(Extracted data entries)

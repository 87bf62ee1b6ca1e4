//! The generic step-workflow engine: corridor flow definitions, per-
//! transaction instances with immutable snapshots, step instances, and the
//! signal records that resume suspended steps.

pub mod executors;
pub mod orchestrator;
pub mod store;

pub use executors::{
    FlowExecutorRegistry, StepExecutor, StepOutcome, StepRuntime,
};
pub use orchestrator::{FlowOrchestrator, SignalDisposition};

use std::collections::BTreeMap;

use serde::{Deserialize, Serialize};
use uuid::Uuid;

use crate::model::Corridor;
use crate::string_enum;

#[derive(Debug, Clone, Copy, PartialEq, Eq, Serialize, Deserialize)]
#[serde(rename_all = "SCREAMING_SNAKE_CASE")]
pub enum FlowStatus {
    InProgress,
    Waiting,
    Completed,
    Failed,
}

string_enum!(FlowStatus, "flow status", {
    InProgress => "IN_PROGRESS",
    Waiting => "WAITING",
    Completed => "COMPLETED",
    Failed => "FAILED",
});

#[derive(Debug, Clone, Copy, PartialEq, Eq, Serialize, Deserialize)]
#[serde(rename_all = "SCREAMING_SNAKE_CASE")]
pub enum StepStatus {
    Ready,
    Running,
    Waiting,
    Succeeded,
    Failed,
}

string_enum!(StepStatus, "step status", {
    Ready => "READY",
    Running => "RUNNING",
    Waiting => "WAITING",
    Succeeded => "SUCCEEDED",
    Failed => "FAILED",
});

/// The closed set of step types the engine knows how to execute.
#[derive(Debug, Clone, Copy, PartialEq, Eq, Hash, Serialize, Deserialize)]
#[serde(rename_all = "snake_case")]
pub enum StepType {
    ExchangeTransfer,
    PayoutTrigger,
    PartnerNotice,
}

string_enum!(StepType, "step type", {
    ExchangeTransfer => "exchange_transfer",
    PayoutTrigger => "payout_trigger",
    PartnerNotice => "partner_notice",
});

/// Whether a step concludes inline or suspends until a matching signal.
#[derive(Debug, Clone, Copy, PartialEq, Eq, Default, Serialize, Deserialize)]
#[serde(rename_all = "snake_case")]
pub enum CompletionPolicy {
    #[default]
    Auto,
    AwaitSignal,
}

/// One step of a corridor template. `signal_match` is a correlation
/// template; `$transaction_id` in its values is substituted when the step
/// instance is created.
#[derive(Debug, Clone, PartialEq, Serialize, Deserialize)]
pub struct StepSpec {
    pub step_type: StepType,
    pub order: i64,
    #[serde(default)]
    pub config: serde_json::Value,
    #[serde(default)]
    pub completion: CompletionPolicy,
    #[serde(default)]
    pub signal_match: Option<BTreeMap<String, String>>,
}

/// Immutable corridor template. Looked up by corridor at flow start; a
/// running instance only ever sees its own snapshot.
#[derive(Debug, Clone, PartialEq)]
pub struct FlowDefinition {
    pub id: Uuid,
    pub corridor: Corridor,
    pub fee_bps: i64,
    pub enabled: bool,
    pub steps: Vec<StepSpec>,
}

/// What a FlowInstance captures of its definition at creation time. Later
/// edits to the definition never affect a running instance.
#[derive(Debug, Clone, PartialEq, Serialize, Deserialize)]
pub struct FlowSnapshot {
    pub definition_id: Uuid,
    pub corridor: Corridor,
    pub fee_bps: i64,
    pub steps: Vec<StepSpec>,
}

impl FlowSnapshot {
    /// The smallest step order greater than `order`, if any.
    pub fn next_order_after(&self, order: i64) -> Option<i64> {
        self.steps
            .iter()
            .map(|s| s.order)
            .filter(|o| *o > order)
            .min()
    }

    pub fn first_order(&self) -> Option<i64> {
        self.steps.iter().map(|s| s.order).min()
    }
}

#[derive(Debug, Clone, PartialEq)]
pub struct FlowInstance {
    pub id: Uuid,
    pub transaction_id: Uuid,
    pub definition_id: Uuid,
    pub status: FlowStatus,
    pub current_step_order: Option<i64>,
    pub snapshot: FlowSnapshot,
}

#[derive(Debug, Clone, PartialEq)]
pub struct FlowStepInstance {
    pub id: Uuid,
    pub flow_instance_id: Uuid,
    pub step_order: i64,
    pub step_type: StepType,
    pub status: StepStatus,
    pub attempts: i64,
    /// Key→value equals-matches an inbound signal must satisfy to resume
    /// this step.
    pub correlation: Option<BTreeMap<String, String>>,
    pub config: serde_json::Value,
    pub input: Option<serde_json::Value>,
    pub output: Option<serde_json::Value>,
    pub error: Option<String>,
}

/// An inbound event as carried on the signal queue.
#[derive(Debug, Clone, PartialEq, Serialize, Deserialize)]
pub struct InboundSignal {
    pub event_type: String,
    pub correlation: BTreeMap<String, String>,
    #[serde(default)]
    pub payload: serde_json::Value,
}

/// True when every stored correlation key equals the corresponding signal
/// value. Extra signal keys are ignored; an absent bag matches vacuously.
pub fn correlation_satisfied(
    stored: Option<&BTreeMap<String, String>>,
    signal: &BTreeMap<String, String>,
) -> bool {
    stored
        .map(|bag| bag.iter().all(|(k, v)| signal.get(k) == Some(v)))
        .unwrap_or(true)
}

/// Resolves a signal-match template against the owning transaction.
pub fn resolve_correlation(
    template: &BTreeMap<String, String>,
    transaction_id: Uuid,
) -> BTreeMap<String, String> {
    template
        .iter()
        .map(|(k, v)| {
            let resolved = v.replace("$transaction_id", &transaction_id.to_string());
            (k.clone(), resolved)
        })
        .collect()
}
* * *
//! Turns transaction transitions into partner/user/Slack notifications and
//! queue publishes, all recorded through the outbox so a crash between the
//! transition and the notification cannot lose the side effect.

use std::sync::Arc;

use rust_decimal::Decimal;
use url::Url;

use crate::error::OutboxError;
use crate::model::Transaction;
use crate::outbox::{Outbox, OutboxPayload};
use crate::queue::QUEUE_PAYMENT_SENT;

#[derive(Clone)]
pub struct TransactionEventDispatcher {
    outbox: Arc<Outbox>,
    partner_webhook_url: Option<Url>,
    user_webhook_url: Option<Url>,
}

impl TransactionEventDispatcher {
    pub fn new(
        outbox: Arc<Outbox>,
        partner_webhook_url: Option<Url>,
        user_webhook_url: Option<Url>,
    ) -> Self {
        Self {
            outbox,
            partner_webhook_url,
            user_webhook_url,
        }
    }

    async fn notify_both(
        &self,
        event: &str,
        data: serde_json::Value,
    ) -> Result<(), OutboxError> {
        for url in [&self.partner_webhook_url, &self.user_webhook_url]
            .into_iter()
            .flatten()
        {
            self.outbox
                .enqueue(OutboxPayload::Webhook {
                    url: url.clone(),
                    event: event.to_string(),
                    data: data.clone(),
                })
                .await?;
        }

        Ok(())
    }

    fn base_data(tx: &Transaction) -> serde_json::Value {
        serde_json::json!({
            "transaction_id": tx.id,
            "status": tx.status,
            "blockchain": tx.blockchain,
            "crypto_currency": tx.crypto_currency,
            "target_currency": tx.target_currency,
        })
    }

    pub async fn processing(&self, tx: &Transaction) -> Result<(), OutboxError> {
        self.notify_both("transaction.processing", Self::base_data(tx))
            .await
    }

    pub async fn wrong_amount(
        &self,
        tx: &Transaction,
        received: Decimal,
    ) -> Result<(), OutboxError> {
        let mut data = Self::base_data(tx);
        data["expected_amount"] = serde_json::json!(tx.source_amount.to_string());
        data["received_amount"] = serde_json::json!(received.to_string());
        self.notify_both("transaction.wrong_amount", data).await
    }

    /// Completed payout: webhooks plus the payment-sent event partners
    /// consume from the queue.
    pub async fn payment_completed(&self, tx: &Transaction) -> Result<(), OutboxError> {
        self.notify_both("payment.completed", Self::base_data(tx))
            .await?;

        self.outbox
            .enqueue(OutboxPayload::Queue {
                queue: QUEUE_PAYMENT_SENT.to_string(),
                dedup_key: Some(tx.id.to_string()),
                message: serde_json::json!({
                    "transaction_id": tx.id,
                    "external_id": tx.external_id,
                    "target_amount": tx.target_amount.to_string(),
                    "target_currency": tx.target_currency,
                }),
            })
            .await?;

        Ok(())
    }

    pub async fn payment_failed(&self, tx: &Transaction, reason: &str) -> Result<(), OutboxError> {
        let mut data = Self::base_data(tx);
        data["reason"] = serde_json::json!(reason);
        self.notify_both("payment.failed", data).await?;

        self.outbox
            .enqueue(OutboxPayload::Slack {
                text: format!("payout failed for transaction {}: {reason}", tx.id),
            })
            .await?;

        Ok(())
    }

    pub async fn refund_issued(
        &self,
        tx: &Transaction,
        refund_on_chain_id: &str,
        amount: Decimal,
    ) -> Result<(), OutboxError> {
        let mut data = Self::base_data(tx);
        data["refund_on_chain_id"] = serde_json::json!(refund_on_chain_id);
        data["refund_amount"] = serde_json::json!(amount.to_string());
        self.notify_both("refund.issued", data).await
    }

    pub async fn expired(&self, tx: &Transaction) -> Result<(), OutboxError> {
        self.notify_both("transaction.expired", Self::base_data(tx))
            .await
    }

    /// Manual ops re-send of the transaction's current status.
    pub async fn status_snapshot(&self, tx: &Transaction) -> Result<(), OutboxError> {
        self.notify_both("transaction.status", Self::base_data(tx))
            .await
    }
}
--
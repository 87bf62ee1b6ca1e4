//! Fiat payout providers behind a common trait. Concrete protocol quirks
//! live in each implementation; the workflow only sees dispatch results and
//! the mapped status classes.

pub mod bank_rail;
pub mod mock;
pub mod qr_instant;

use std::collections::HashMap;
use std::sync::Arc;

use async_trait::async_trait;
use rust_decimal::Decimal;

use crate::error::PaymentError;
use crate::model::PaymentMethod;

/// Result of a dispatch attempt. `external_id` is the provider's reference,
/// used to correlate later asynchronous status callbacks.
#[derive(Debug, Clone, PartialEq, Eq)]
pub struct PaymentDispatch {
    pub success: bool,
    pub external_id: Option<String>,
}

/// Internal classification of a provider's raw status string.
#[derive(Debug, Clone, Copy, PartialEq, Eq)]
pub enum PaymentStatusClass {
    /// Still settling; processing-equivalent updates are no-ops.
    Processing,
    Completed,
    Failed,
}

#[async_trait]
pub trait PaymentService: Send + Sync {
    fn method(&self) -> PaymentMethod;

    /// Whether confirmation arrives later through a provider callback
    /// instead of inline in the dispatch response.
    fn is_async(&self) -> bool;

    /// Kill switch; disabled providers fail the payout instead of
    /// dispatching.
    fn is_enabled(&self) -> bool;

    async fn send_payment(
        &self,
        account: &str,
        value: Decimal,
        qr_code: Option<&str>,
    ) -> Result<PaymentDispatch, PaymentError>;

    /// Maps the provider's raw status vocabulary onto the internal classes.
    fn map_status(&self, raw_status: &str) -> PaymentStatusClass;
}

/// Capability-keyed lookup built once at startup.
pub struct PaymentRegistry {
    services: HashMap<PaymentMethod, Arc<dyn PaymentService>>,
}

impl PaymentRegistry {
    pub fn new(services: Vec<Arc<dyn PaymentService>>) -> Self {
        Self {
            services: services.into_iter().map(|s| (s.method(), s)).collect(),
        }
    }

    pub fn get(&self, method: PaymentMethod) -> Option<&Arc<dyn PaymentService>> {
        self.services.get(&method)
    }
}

▶ Problem requirements: Only one stretch of the data above is needed. Restate it word for word, from the line containing "Result of a" through the line containing "services: HashMap<PaymentMethod, Arc<dyn", both ends included.

▶ Completed task:
/// Result of a dispatch attempt. `external_id` is the provider's reference,
/// used to correlate later asynchronous status callbacks.
#[derive(Debug, Clone, PartialEq, Eq)]
pub struct PaymentDispatch {
    pub success: bool,
    pub external_id: Option<String>,
}

/// Internal classification of a provider's raw status string.
#[derive(Debug, Clone, Copy, PartialEq, Eq)]
pub enum PaymentStatusClass {
    /// Still settling; processing-equivalent updates are no-ops.
    Processing,
    Completed,
    Failed,
}

#[async_trait]
pub trait PaymentService: Send + Sync {
    fn method(&self) -> PaymentMethod;

    /// Whether confirmation arrives later through a provider callback
    /// instead of inline in the dispatch response.
    fn is_async(&self) -> bool;

    /// Kill switch; disabled providers fail the payout instead of
    /// dispatching.
    fn is_enabled(&self) -> bool;

    async fn send_payment(
        &self,
        account: &str,
        value: Decimal,
        qr_code: Option<&str>,
    ) -> Result<PaymentDispatch, PaymentError>;

    /// Maps the provider's raw status vocabulary onto the internal classes.
    fn map_status(&self, raw_status: &str) -> PaymentStatusClass;
}

/// Capability-keyed lookup built once at startup.
pub struct PaymentRegistry {
    services: HashMap<PaymentMethod, Arc<dyn PaymentService>>,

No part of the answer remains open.